◆ WHAT IS BEING ASKED ◆
Report each line of the listing below that holds "true".

AVAILABLE RECORDS Start Marker

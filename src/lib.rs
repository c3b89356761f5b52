//! inkgen: previews tattoo designs on a user's photo.
//!
//! The service takes a photo and a few style fields, builds a prompt, sends
//! both to a Gemini multimodal model and relays the text/image reply as JSON
//! or a rendered HTML page. Generated images are kept in a flat directory as
//! `generated_image<N>.png`.

pub mod config;
pub mod error;
pub mod gemini;
pub mod imaging;
pub mod logger;
pub mod models;
pub mod prompt;
pub mod server;
pub mod storage;

pub use config::{Config, GeminiConfig};
pub use error::{Result, TattooError};
pub use gemini::{ContentGenerator, GeminiClient};
pub use models::*;
pub use storage::{ImageStorage, LocalImageStore, SavedImage};
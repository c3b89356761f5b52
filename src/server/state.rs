use std::sync::Arc;

use crate::{
    error::Result, gemini::ContentGenerator, server::render::Templates, storage::ImageStorage,
};

/// Application state shared across HTTP handlers.
#[derive(Clone)]
pub struct AppState {
    pub generator: Arc<dyn ContentGenerator>,
    pub storage: Arc<dyn ImageStorage>,
    pub templates: Arc<Templates>,
}

impl AppState {
    pub fn new(generator: Arc<dyn ContentGenerator>, storage: Arc<dyn ImageStorage>) -> Result<Self> {
        Ok(Self {
            generator,
            storage,
            templates: Arc::new(Templates::new()?),
        })
    }
}
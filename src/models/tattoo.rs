use serde::{Deserialize, Serialize};

use crate::error::{Result, TattooError};

/// Style fields shared by the generate and alter endpoints.
#[derive(Debug, Clone, Default, Serialize, Deserialize, PartialEq)]
pub struct TattooParams {
    pub style: String,
    pub theme: String,
    pub color_mode: String,
    #[serde(default, skip_serializing_if = "Option::is_none")]
    pub size: Option<String>,
    #[serde(default, skip_serializing_if = "Option::is_none")]
    pub physical_attributes: Option<String>,
}

impl TattooParams {
    pub fn new(
        style: impl Into<String>,
        theme: impl Into<String>,
        color_mode: impl Into<String>,
    ) -> Self {
        Self {
            style: style.into(),
            theme: theme.into(),
            color_mode: color_mode.into(),
            size: None,
            physical_attributes: None,
        }
    }

    pub fn with_size(mut self, size: impl Into<String>) -> Self {
        self.size = Some(size.into());
        self
    }

    pub fn with_physical_attributes(mut self, attributes: impl Into<String>) -> Self {
        self.physical_attributes = Some(attributes.into());
        self
    }

    /// Trims every field and drops blank optional ones. Older clients send
    /// `size`, newer ones `physical_attributes`; at least one is required.
    pub fn normalized(self) -> Result<Self> {
        fn opt(value: Option<String>) -> Option<String> {
            value
                .map(|v| v.trim().to_string())
                .filter(|v| !v.is_empty())
        }

        let params = Self {
            style: self.style.trim().to_string(),
            theme: self.theme.trim().to_string(),
            color_mode: self.color_mode.trim().to_string(),
            size: opt(self.size),
            physical_attributes: opt(self.physical_attributes),
        };

        if params.size.is_none() && params.physical_attributes.is_none() {
            return Err(TattooError::RequestError(
                "either `size` or `physical_attributes` is required".into(),
            ));
        }
        Ok(params)
    }
}

#[cfg(test)]
mod tests {
    use super::*;

    #[test]
    fn test_normalized_trims_and_drops_blanks() {
        let params = TattooParams::new(" blackwork ", "koi\n", "black and grey")
            .with_size(" forearm ")
            .with_physical_attributes("   ")
            .normalized()
            .unwrap();
        assert_eq!(params.style, "blackwork");
        assert_eq!(params.theme, "koi");
        assert_eq!(params.size.as_deref(), Some("forearm"));
        assert_eq!(params.physical_attributes, None);
    }

    #[test]
    fn test_requires_size_or_attributes() {
        let err = TattooParams::new("a", "b", "c").normalized().unwrap_err();
        assert!(matches!(err, TattooError::RequestError(_)));

        assert!(TattooParams::new("a", "b", "c")
            .with_physical_attributes("tall, olive skin")
            .normalized()
            .is_ok());
    }
}
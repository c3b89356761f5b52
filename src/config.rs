use std::env;
use std::path::PathBuf;
use std::time::Duration;

use crate::error::{Result, TattooError};
use crate::logger::{LogLevel, LoggerConfig};

pub const DEFAULT_MODEL: &str = "gemini-2.5-flash-image";
pub const DEFAULT_API_BASE: &str = "https://generativelanguage.googleapis.com/v1beta";

#[derive(Debug, Clone)]
pub struct GeminiConfig {
    pub api_key: Option<String>,
    pub model: Option<String>,
    pub api_base: Option<String>,
    pub timeout_secs: Option<u64>,
}

#[derive(Debug, Clone)]
pub struct Config {
    pub host: Option<String>,
    pub port: Option<u16>,
    pub output_dir: Option<PathBuf>,
    pub max_upload_mb: Option<usize>,
    pub gemini: GeminiConfig,
    pub logger: LoggerConfig,
}

impl Default for GeminiConfig {
    fn default() -> Self {
        GeminiConfig {
            api_key: None,
            model: None,
            api_base: None,
            timeout_secs: None,
        }
    }
}

impl GeminiConfig {
    pub fn new() -> Self {
        Self::default()
    }

    pub fn from_env() -> Self {
        let api_key = env::var("GEMINI_API_KEY")
            .ok()
            .filter(|key| !key.trim().is_empty());
        let model = env::var("GEMINI_MODEL").ok();
        let api_base = env::var("GEMINI_API_BASE").ok();
        let timeout_secs = env::var("GEMINI_TIMEOUT_SECS")
            .ok()
            .and_then(|s| s.parse().ok());

        GeminiConfig {
            api_key,
            model,
            api_base,
            timeout_secs,
        }
    }

    pub fn with_api_key(mut self, api_key: impl Into<String>) -> Self {
        self.api_key = Some(api_key.into());
        self
    }

    pub fn with_model(mut self, model: impl Into<String>) -> Self {
        self.model = Some(model.into());
        self
    }

    pub fn with_api_base(mut self, api_base: impl Into<String>) -> Self {
        self.api_base = Some(api_base.into());
        self
    }

    pub fn with_timeout(mut self, secs: u64) -> Self {
        self.timeout_secs = Some(secs);
        self
    }

    /// The key is mandatory; the server refuses to start without it.
    pub fn require_api_key(&self) -> Result<&str> {
        self.api_key
            .as_deref()
            .ok_or_else(|| TattooError::ConfigError("GEMINI_API_KEY is not set".into()))
    }

    pub fn model(&self) -> &str {
        self.model.as_deref().unwrap_or(DEFAULT_MODEL)
    }

    pub fn api_base(&self) -> &str {
        self.api_base
            .as_deref()
            .unwrap_or(DEFAULT_API_BASE)
            .trim_end_matches('/')
    }

    pub fn timeout(&self) -> Duration {
        Duration::from_secs(self.timeout_secs.unwrap_or(120))
    }
}

impl Default for Config {
    fn default() -> Self {
        Config {
            host: None,
            port: None,
            output_dir: None,
            max_upload_mb: None,
            gemini: GeminiConfig::default(),
            logger: LoggerConfig::default(),
        }
    }
}

impl Config {
    pub fn new() -> Self {
        Self::default()
    }

    pub fn from_env() -> Self {
        let host = env::var("HOST").ok();
        let port = env::var("PORT").ok().and_then(|port| port.parse().ok());
        let output_dir = env::var("OUTPUT_DIR").ok().map(PathBuf::from);
        let max_upload_mb = env::var("MAX_UPLOAD_MB")
            .ok()
            .and_then(|s| s.parse().ok());

        let logger = logger_config(
            env::var("LOG_LEVEL").ok().as_deref(),
            env::var("LOG_JSON").ok().as_deref(),
            env::var("LOG_FILE").ok().as_deref(),
        );

        Config {
            host,
            port,
            output_dir,
            max_upload_mb,
            gemini: GeminiConfig::from_env(),
            logger,
        }
    }

    pub fn with_host(mut self, host: impl Into<String>) -> Self {
        self.host = Some(host.into());
        self
    }

    pub fn with_port(mut self, port: u16) -> Self {
        self.port = Some(port);
        self
    }

    pub fn with_output_dir(mut self, dir: impl Into<PathBuf>) -> Self {
        self.output_dir = Some(dir.into());
        self
    }

    pub fn with_max_upload_mb(mut self, mb: usize) -> Self {
        self.max_upload_mb = Some(mb);
        self
    }

    pub fn with_gemini(mut self, config: GeminiConfig) -> Self {
        self.gemini = config;
        self
    }

    pub fn host(&self) -> &str {
        self.host.as_deref().unwrap_or("127.0.0.1")
    }

    pub fn port(&self) -> u16 {
        self.port.unwrap_or(8000)
    }

    pub fn output_dir(&self) -> PathBuf {
        self.output_dir
            .clone()
            .unwrap_or_else(|| PathBuf::from("generated"))
    }

    pub fn max_upload_bytes(&self) -> usize {
        self.max_upload_mb.unwrap_or(20) * 1024 * 1024
    }
}

/// Logger settings from the `LOG_LEVEL`, `LOG_JSON` and `LOG_FILE` values.
fn logger_config(level: Option<&str>, json: Option<&str>, file: Option<&str>) -> LoggerConfig {
    let mut logger = LoggerConfig::default();
    if let Some(level) = level.and_then(LogLevel::parse) {
        logger = logger.with_level(level);
    }
    if json == Some("true") {
        logger = logger.with_json_output(true).with_colors(false);
    }
    if let Some(path) = file.map(str::trim).filter(|path| !path.is_empty()) {
        logger = logger.with_file_output(path);
    }
    logger
}
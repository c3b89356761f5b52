use actix_web::{http::StatusCode, HttpResponse, ResponseError};
use serde_json::json;

#[derive(Debug, thiserror::Error)]
pub enum TattooError {
    #[error("Configuration error: {0}")]
    ConfigError(String),

    #[error("Invalid request: {0}")]
    RequestError(String),

    #[error("Invalid image: {0}")]
    ImageError(String),

    #[error("Gemini API error ({status}): {message}")]
    ApiError { status: u16, message: String },

    #[error("Content blocked: {0}")]
    ContentBlocked(String),

    #[error("Response error: {0}")]
    ResponseError(String),

    #[error("Model returned no image")]
    NoImage,

    #[error("Network error: {0}")]
    NetworkError(#[from] reqwest::Error),

    #[error("Serialization error: {0}")]
    SerializationError(#[from] serde_json::Error),

    #[error("I/O error: {0}")]
    IoError(#[from] std::io::Error),

    #[error("Template error: {0}")]
    TemplateError(#[from] minijinja::Error),
}

impl TattooError {
    pub fn image(msg: impl std::fmt::Display) -> Self {
        TattooError::ImageError(msg.to_string())
    }
}

impl From<image::ImageError> for TattooError {
    fn from(e: image::ImageError) -> Self {
        TattooError::ImageError(e.to_string())
    }
}

impl From<base64::DecodeError> for TattooError {
    fn from(e: base64::DecodeError) -> Self {
        TattooError::ImageError(format!("invalid base64: {}", e))
    }
}

impl ResponseError for TattooError {
    fn status_code(&self) -> StatusCode {
        match self {
            TattooError::RequestError(_) | TattooError::ImageError(_) => StatusCode::BAD_REQUEST,
            TattooError::NoImage | TattooError::ApiError { .. } | TattooError::NetworkError(_) => {
                StatusCode::BAD_GATEWAY
            }
            TattooError::ContentBlocked(_) => StatusCode::UNPROCESSABLE_ENTITY,
            _ => StatusCode::INTERNAL_SERVER_ERROR,
        }
    }

    fn error_response(&self) -> HttpResponse {
        HttpResponse::build(self.status_code()).json(json!({ "error": self.to_string() }))
    }
}

pub type Result<T> = std::result::Result<T, TattooError>;
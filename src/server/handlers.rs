use actix_multipart::form::{bytes::Bytes, text::Text, MultipartForm};
use actix_web::{web, HttpRequest, HttpResponse};

use crate::{
    error::{Result, TattooError},
    imaging, logger,
    models::{
        AlterRequest, AlterResponse, ContentRequest, GenerateResponse, HealthResponse,
        InlineImage, TattooParams,
    },
    prompt,
    server::{
        render::{wants_json, ResultView},
        state::AppState,
    },
    storage::{local::file_name, SavedImage},
};

#[derive(MultipartForm)]
pub struct GenerateForm {
    pub photo: Bytes,
    pub reference: Option<Bytes>,
    pub style: Text<String>,
    pub theme: Text<String>,
    pub color_mode: Text<String>,
    pub size: Option<Text<String>>,
    pub physical_attributes: Option<Text<String>>,
}

impl GenerateForm {
    fn params(&self) -> TattooParams {
        TattooParams {
            style: self.style.0.clone(),
            theme: self.theme.0.clone(),
            color_mode: self.color_mode.0.clone(),
            size: self.size.as_ref().map(|t| t.0.clone()),
            physical_attributes: self.physical_attributes.as_ref().map(|t| t.0.clone()),
        }
    }
}

struct Generated {
    text: String,
    image: Option<InlineImage>,
    saved: Option<SavedImage>,
}

/// GET / - upload form
pub async fn index(state: web::Data<AppState>) -> Result<HttpResponse> {
    let html = state.templates.render_index(state.generator.model())?;
    Ok(HttpResponse::Ok()
        .content_type("text/html; charset=utf-8")
        .body(html))
}

/// GET /health
pub async fn health(state: web::Data<AppState>) -> HttpResponse {
    HttpResponse::Ok().json(HealthResponse {
        status: "ok".to_string(),
        model: state.generator.model().to_string(),
    })
}

/// POST /generate-tattoo - photo + style fields in, design out.
///
/// Failures inside the generation flow come back as HTTP 200 with an `error`
/// field; only malformed forms are rejected with 400.
pub async fn generate_tattoo(
    req: HttpRequest,
    state: web::Data<AppState>,
    MultipartForm(form): MultipartForm<GenerateForm>,
) -> Result<HttpResponse> {
    let request_id = logger::request_id();
    let params = form.params().normalized()?;
    log::info!(
        "[req:{}] generate-tattoo: style={:?} theme={:?} color_mode={:?}",
        request_id,
        params.style,
        params.theme,
        params.color_mode
    );

    let outcome = run_generation(&state, &params, &form, &request_id).await;
    if let Err(e) = &outcome {
        log::error!("[req:{}] generate-tattoo failed: {}", request_id, e);
    }

    if wants_json(&req) {
        let body = match outcome {
            Ok(generated) => GenerateResponse::Success {
                generated_text: generated.text,
                image_base64: generated.image.map(|image| image.to_base64()),
            },
            Err(e) => GenerateResponse::Failure {
                error: e.to_string(),
            },
        };
        return Ok(HttpResponse::Ok().json(body));
    }

    let view = match outcome {
        Ok(generated) => ResultView {
            generated_text: Some(generated.text),
            image_mime: generated.image.as_ref().map(|image| image.mime_type.clone()),
            image_base64: generated.image.map(|image| image.to_base64()),
            saved_as: generated.saved.map(|saved| file_name(saved.index)),
            params: Some(params),
            error: None,
        },
        Err(e) => ResultView::failed(e.to_string()),
    };
    let html = state.templates.render_result(&view)?;
    Ok(HttpResponse::Ok()
        .content_type("text/html; charset=utf-8")
        .body(html))
}

async fn run_generation(
    state: &AppState,
    params: &TattooParams,
    form: &GenerateForm,
    request_id: &str,
) -> Result<Generated> {
    let photo = imaging::decode_upload(&form.photo.data)?;
    // Browsers submit an empty part when the optional file input is left blank.
    let reference = match &form.reference {
        Some(upload) if !upload.data.is_empty() => Some(imaging::decode_upload(&upload.data)?),
        _ => None,
    };

    let mut request =
        ContentRequest::new(prompt::generation_prompt(params, reference.is_some())).with_image(photo);
    if let Some(reference) = reference {
        request = request.with_image(reference);
    }

    let mut timer = logger::timer(&format!("[req:{}] model call", request_id));
    let output = match state.generator.generate(request).await {
        Ok(output) => output,
        Err(e) => {
            timer.fail(&e);
            return Err(e);
        }
    };
    drop(timer);

    let text = output.text.unwrap_or_default();
    let image = output.image.map(imaging::normalize_output);
    let saved = match &image {
        Some(image) => Some(state.storage.save(image).await?),
        None => {
            log::warn!("[req:{}] model returned no image", request_id);
            None
        }
    };

    Ok(Generated { text, image, saved })
}

/// POST /alter-tattoo - revise a previously generated image.
///
/// The image is decoded before the model is called: bad input is a 400, a
/// reply without an image is a 502, other failures are a 200 with `error`.
pub async fn alter_tattoo(
    state: web::Data<AppState>,
    body: web::Json<AlterRequest>,
) -> Result<HttpResponse> {
    let request_id = logger::request_id();
    let body = body.into_inner();

    let image = imaging::decode_base64_image(&body.generated_image_base64).map_err(|e| {
        log::warn!("[req:{}] alter-tattoo rejected image: {}", request_id, e);
        e
    })?;
    let params = body.params().normalized()?;
    log::info!(
        "[req:{}] alter-tattoo: feedback={:?}",
        request_id,
        body.feedback
    );

    let request =
        ContentRequest::new(prompt::alteration_prompt(&params, &body.feedback)).with_image(image);

    let mut timer = logger::timer(&format!("[req:{}] model call", request_id));
    let result = state.generator.generate(request).await;
    if let Err(e) = &result {
        timer.fail(e);
    }
    drop(timer);

    let output = match result {
        Ok(output) => output,
        Err(e) => {
            log::error!("[req:{}] alter-tattoo failed: {}", request_id, e);
            return Ok(HttpResponse::Ok().json(AlterResponse::Failure {
                error: e.to_string(),
                idea: None,
            }));
        }
    };

    let Some(image) = output.image else {
        log::warn!("[req:{}] model returned no image", request_id);
        return Ok(HttpResponse::BadGateway().json(AlterResponse::Failure {
            error: TattooError::NoImage.to_string(),
            idea: output.text,
        }));
    };

    let image = imaging::normalize_output(image);
    if let Err(e) = state.storage.save(&image).await {
        log::error!("[req:{}] could not persist altered image: {}", request_id, e);
        return Ok(HttpResponse::Ok().json(AlterResponse::Failure {
            error: e.to_string(),
            idea: output.text,
        }));
    }

    Ok(HttpResponse::Ok().json(AlterResponse::Success {
        idea: output.text.unwrap_or_default(),
        image_base64: image.to_base64(),
    }))
}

AVAILABLE RECORDS End Marker

◆ TASK RESPONSE ◆
    if json == Some("true") {
        logger = logger.with_json_output(true).with_colors(false);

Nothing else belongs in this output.